Roy introduced us to George Hitchings and Trudy Ellion, who became friends and collaborators. They were frequent visitors to our laboratory, knew our dogs by name, and knew our patients, as well. In the lab, we had a wonderful time with all sorts of experiments trying to figure out how rejection occurred and how long we could keep a kidney in a dog before it was rejected. We transplanted rejecting kidneys back into the original donors and found that if we left the kidney in the recipient for more than 72 hr, we could not reverse the rejection, but under 48 hr we could sometimes get a rejecting kidney to reverse itself. In those years, you must remember that we did not even know of the existence of T cells or B cells, nor whether reversing rejection could be possible. From these experiments we learned a lot about the mechanisms of drug therapy. When one of the female transplanted dogs unexpectedly became pregnant, we wondered whether the drug therapy would cause fetal malformation. To our delight, the animal had a normal pregnancy, and this was the first indication that an immunosuppresive drug-treated kidney recipient could reproduce normally. I believe that David Hume was the first to have a drug-treated transplant patient with a normal pregnancy.

We could not get success in all our protocols, but we did one experiment in which we transplanted a kidney from two separate animals to see if both would be rejected at the same time. We found that one kidney could function well, whereas the other was rejected in the same recipient.

Roy, Trudy, George, and I would get together frequently and brainstorm at Burroughs Wellcome. I well remember driving on some of those snowy nights to New York from Boston. George and Trudy tried to construct an a priori concept to hit the rejection mechanism at different stages, investigating ways to use drugs to dissect the rejection process in a serial fashion.

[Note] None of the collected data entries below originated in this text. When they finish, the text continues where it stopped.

use crate::element::{
    CircuitElement, PcbComponent, SchematicComponent, SchematicPort, SourceComponent,
};
use rustc_hash::FxHashMap;

/// Read-only id lookups over an element collection.
///
/// Cross-element references are resolved by value through this index; elements never point at
/// each other. When an id appears twice, the first element wins.
#[derive(Debug, Default)]
pub struct ElementIndex<'a> {
    source_components: FxHashMap<&'a str, &'a SourceComponent>,
    schematic_components: FxHashMap<&'a str, &'a SchematicComponent>,
    schematic_ports: FxHashMap<&'a str, &'a SchematicPort>,
    pcb_components: FxHashMap<&'a str, &'a PcbComponent>,
}

impl<'a> ElementIndex<'a> {
    pub fn new(elements: &'a [CircuitElement]) -> Self {
        let mut index = Self::default();
        for element in elements {
            match element {
                CircuitElement::SourceComponent(c) => {
                    index
                        .source_components
                        .entry(c.source_component_id.as_str())
                        .or_insert(c);
                }
                CircuitElement::SchematicComponent(c) => {
                    index
                        .schematic_components
                        .entry(c.schematic_component_id.as_str())
                        .or_insert(c);
                }
                CircuitElement::SchematicPort(p) => {
                    index
                        .schematic_ports
                        .entry(p.schematic_port_id.as_str())
                        .or_insert(p);
                }
                CircuitElement::PcbComponent(c) => {
                    index
                        .pcb_components
                        .entry(c.pcb_component_id.as_str())
                        .or_insert(c);
                }
                _ => {}
            }
        }
        index
    }

    pub fn source_component(&self, id: &str) -> Option<&'a SourceComponent> {
        self.source_components.get(id).copied()
    }

    pub fn schematic_component(&self, id: &str) -> Option<&'a SchematicComponent> {
        self.schematic_components.get(id).copied()
    }

    pub fn schematic_port(&self, id: &str) -> Option<&'a SchematicPort> {
        self.schematic_ports.get(id).copied()
    }

    pub fn pcb_component(&self, id: &str) -> Option<&'a PcbComponent> {
        self.pcb_components.get(id).copied()
    }
}
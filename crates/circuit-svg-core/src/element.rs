//! Circuit element model.
//!
//! A circuit is a flat list of elements, each tagged by its JSON `"type"` field. Coordinates are
//! real-world units (usually millimeters) with Y pointing up.

mod cad;
mod pcb;
mod schematic;

pub use cad::{CadComponent, Vec3};
pub use pcb::{
    PcbBoard, PcbComponent, PcbHole, PcbLayer, PcbPlatedHole, PcbRoutePoint, PcbSilkscreenLine,
    PcbSilkscreenPath, PcbSilkscreenText, PcbSmtPad, PcbTrace, PcbVia,
};
pub use schematic::{
    AnchorSide, DebugObject, FacingDirection, SchematicBox, SchematicComponent, SchematicLine,
    SchematicNetLabel, SchematicPort, SchematicText, SchematicTrace, SchematicTraceEdge,
    SchematicVoltageProbe, SourceComponent, TextAnchor,
};

use crate::geom::{self, Point};
use serde::{Deserialize, Serialize};

#[derive(Debug, Clone, Copy, PartialEq, Default, Serialize, Deserialize)]
pub struct Position {
    pub x: f64,
    pub y: f64,
}

impl Position {
    pub fn new(x: f64, y: f64) -> Self {
        Self { x, y }
    }

    pub fn to_point(self) -> Point {
        geom::point(self.x, self.y)
    }
}

#[derive(Debug, Clone, Copy, PartialEq, Default, Serialize, Deserialize)]
pub struct Extent {
    pub width: f64,
    pub height: f64,
}

#[derive(Debug, Clone, PartialEq, Serialize, Deserialize)]
#[serde(tag = "type", rename_all = "snake_case")]
pub enum CircuitElement {
    SourceComponent(SourceComponent),

    SchematicComponent(SchematicComponent),
    SchematicPort(SchematicPort),
    SchematicTrace(SchematicTrace),
    SchematicNetLabel(SchematicNetLabel),
    SchematicText(SchematicText),
    SchematicBox(SchematicBox),
    SchematicLine(SchematicLine),
    SchematicDebugObject(DebugObject),
    SchematicVoltageProbe(SchematicVoltageProbe),

    PcbBoard(PcbBoard),
    PcbComponent(PcbComponent),
    PcbSmtpad(PcbSmtPad),
    PcbPlatedHole(PcbPlatedHole),
    PcbHole(PcbHole),
    PcbVia(PcbVia),
    PcbTrace(PcbTrace),
    PcbSilkscreenText(PcbSilkscreenText),
    PcbSilkscreenLine(PcbSilkscreenLine),
    PcbSilkscreenPath(PcbSilkscreenPath),

    CadComponent(CadComponent),

    /// Any element type this crate does not know about. Views render nothing for it.
    #[serde(other)]
    Unknown,
}

impl CircuitElement {
    pub fn element_type(&self) -> &'static str {
        match self {
            Self::SourceComponent(_) => "source_component",
            Self::SchematicComponent(_) => "schematic_component",
            Self::SchematicPort(_) => "schematic_port",
            Self::SchematicTrace(_) => "schematic_trace",
            Self::SchematicNetLabel(_) => "schematic_net_label",
            Self::SchematicText(_) => "schematic_text",
            Self::SchematicBox(_) => "schematic_box",
            Self::SchematicLine(_) => "schematic_line",
            Self::SchematicDebugObject(_) => "schematic_debug_object",
            Self::SchematicVoltageProbe(_) => "schematic_voltage_probe",
            Self::PcbBoard(_) => "pcb_board",
            Self::PcbComponent(_) => "pcb_component",
            Self::PcbSmtpad(_) => "pcb_smtpad",
            Self::PcbPlatedHole(_) => "pcb_plated_hole",
            Self::PcbHole(_) => "pcb_hole",
            Self::PcbVia(_) => "pcb_via",
            Self::PcbTrace(_) => "pcb_trace",
            Self::PcbSilkscreenText(_) => "pcb_silkscreen_text",
            Self::PcbSilkscreenLine(_) => "pcb_silkscreen_line",
            Self::PcbSilkscreenPath(_) => "pcb_silkscreen_path",
            Self::CadComponent(_) => "cad_component",
            Self::Unknown => "unknown",
        }
    }
}
use super::{BoardLayer, PcbDispatcher, side_class};
use crate::node::SvgNode;
use crate::primitives;
use circuit_svg_core::element::{PcbLayer, PcbRoutePoint, PcbSmtPad, PcbTrace};
use circuit_svg_core::geom::{self, Point};

pub(super) fn smt_pad(d: &PcbDispatcher<'_>, pad: &PcbSmtPad) -> Option<(BoardLayer, SvgNode)> {
    let layer = BoardLayer::copper(pad.layer())?;
    let class = format!("pcb-pad pcb-pad-{}", side_class(pad.layer()));
    let (node, id) = match pad {
        PcbSmtPad::Rect {
            pcb_smtpad_id,
            x,
            y,
            width,
            height,
            ..
        } => (
            primitives::rect_between(
                &class,
                d.screen_xy(x - width / 2.0, y - height / 2.0),
                d.screen_xy(x + width / 2.0, y + height / 2.0),
            ),
            pcb_smtpad_id,
        ),
        PcbSmtPad::Circle {
            pcb_smtpad_id,
            x,
            y,
            radius,
            ..
        } => (
            primitives::circle(&class, d.screen_xy(*x, *y), d.px(*radius)),
            pcb_smtpad_id,
        ),
    };
    let node = match id {
        Some(id) => node.attr("data-pcb-smtpad-id", id.as_str()),
        None => node,
    };
    Some((layer, node))
}

/// A run of consecutive wire points on one copper layer with one width.
#[derive(Debug, PartialEq)]
struct WireRun {
    layer: PcbLayer,
    width: f64,
    points: Vec<Point>,
}

/// Splits a route into drawable runs. Vias, layer changes and width changes end a run; runs
/// with fewer than two points are dropped.
fn wire_runs(route: &[PcbRoutePoint]) -> Vec<WireRun> {
    let mut runs = Vec::new();
    let mut current: Option<WireRun> = None;

    for point in route {
        match point {
            PcbRoutePoint::Wire { x, y, width, layer } => {
                let p = geom::point(*x, *y);
                if let Some(run) = current
                    .as_mut()
                    .filter(|r| r.layer == *layer && r.width == *width)
                {
                    run.points.push(p);
                    continue;
                }

                // A new run starts at the previous point so segments stay connected.
                let mut points = Vec::new();
                if let Some(done) = current.take() {
                    points.extend(done.points.last().copied());
                    runs.push(done);
                }
                points.push(p);
                current = Some(WireRun {
                    layer: *layer,
                    width: *width,
                    points,
                });
            }
            PcbRoutePoint::Via { .. } => {
                if let Some(done) = current.take() {
                    runs.push(done);
                }
            }
        }
    }
    runs.extend(current);
    runs.retain(|r| r.points.len() >= 2);
    runs
}

pub(super) fn trace(d: &PcbDispatcher<'_>, t: &PcbTrace) -> Vec<(BoardLayer, SvgNode)> {
    let mut out = Vec::new();
    for run in wire_runs(&t.route) {
        let Some(layer) = BoardLayer::copper(run.layer) else {
            tracing::trace!(layer = ?run.layer, "skipping inner-layer trace run");
            continue;
        };
        let points: Vec<Point> = run.points.iter().map(|p| d.screen(*p)).collect();
        let class = format!("pcb-trace pcb-trace-{}", side_class(run.layer));
        let mut node = primitives::polyline(&class, &points, d.px(run.width));
        if let Some(id) = &t.pcb_trace_id {
            node.set_attr("data-pcb-trace-id", id.as_str());
        }
        out.push((layer, node));
    }
    out
}
use super::{PIN_FONT_SIZE, PORT_RADIUS, STROKE_WIDTH, SchematicDispatcher};
use crate::node::SvgNode;
use crate::primitives;
use crate::text::{TextMeasurer, anchored_text_box};
use circuit_svg_core::element::{DebugObject, TextAnchor};
use circuit_svg_core::geom::{self, Point};

/// Label text with its real-world anchor point and alignment.
fn label_placement(obj: &DebugObject) -> Option<(&str, Point, TextAnchor)> {
    match obj {
        DebugObject::Rect {
            center,
            size,
            label,
        } => {
            let at = geom::point(center.x - size.width / 2.0, center.y + size.height / 2.0);
            label.as_deref().map(|l| (l, at, TextAnchor::BottomLeft))
        }
        DebugObject::Line { start, end, label } => {
            let mid = geom::point((start.x + end.x) / 2.0, (start.y + end.y) / 2.0);
            label.as_deref().map(|l| (l, mid, TextAnchor::Bottom))
        }
        DebugObject::Point { center, label } => {
            let at = geom::point(center.x + PORT_RADIUS * 2.0, center.y);
            label.as_deref().map(|l| (l, at, TextAnchor::Left))
        }
    }
}

pub(super) fn extent_points(obj: &DebugObject, measurer: &dyn TextMeasurer) -> Vec<Point> {
    let mut points = match obj {
        DebugObject::Rect { center, size, .. } => vec![
            geom::point(center.x - size.width / 2.0, center.y - size.height / 2.0),
            geom::point(center.x + size.width / 2.0, center.y + size.height / 2.0),
        ],
        DebugObject::Line { start, end, .. } => vec![start.to_point(), end.to_point()],
        DebugObject::Point { center, .. } => vec![
            geom::point(center.x - PORT_RADIUS, center.y - PORT_RADIUS),
            geom::point(center.x + PORT_RADIUS, center.y + PORT_RADIUS),
        ],
    };
    if let Some((label, at, anchor)) = label_placement(obj) {
        points.extend(anchored_text_box(measurer, label, PIN_FONT_SIZE, at, anchor, 0.0));
    }
    points
}

pub(super) fn debug_object(d: &SchematicDispatcher<'_>, obj: &DebugObject) -> Vec<SvgNode> {
    let stroke = d.px(STROKE_WIDTH);
    let shape = match obj {
        DebugObject::Rect { center, size, .. } => {
            let (hw, hh) = (size.width / 2.0, size.height / 2.0);
            primitives::rect_between(
                "debug-object",
                d.screen_xy(center.x - hw, center.y - hh),
                d.screen_xy(center.x + hw, center.y + hh),
            )
            .num("stroke-width", stroke)
        }
        DebugObject::Line { start, end, .. } => primitives::line(
            "debug-object",
            d.screen(start.to_point()),
            d.screen(end.to_point()),
            stroke,
        ),
        DebugObject::Point { center, .. } => primitives::circle(
            "debug-object debug-point",
            d.screen(center.to_point()),
            d.px(PORT_RADIUS),
        )
        .num("stroke-width", stroke),
    };

    let mut out = vec![shape];
    if let Some((label, at, anchor)) = label_placement(obj) {
        out.push(primitives::text(
            "debug-label",
            label,
            d.screen(at),
            d.px(PIN_FONT_SIZE),
            anchor,
            0.0,
        ));
    }
    out
}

I do not try to predict the future because, as George Eliot wrote in her novel Middlemarch, “Prophecy is the most gratuitous form of error.” If anyone had asked me 50 years ago whether transplantation would become a common worldwide procedure, I would have said that was impossible. So today I just accept the way transplantation has evolved.

Another favorite quotation of mine is by Albert Schweitzer: “To work for the common good is the greatest creed.” I believe that all of us in transplantation work for the common good and are privileged to be part of a scientific endeavor that combines science and humanity.

My last quotation was delivered by the dean of Harvard Medical School, at one of my very first faculty meetings. The American writer David Thoreau wrote, “If one advances confidently in the direction of his dreams, and endeavors to live a life which he has imagined, he will meet with a success unexpected in common hours.” I agree.

I accept this wonderful Medawar prize as a proxy for Doctors Francis D. Moore and George Thorn who were the inspiring and generous leaders of our group. Dr. Moore died this past year; Dr. Thorn is still living, at age 94. It is a real privilege, and I dedicate this gift to the memory of Dr. Francis D. Moore.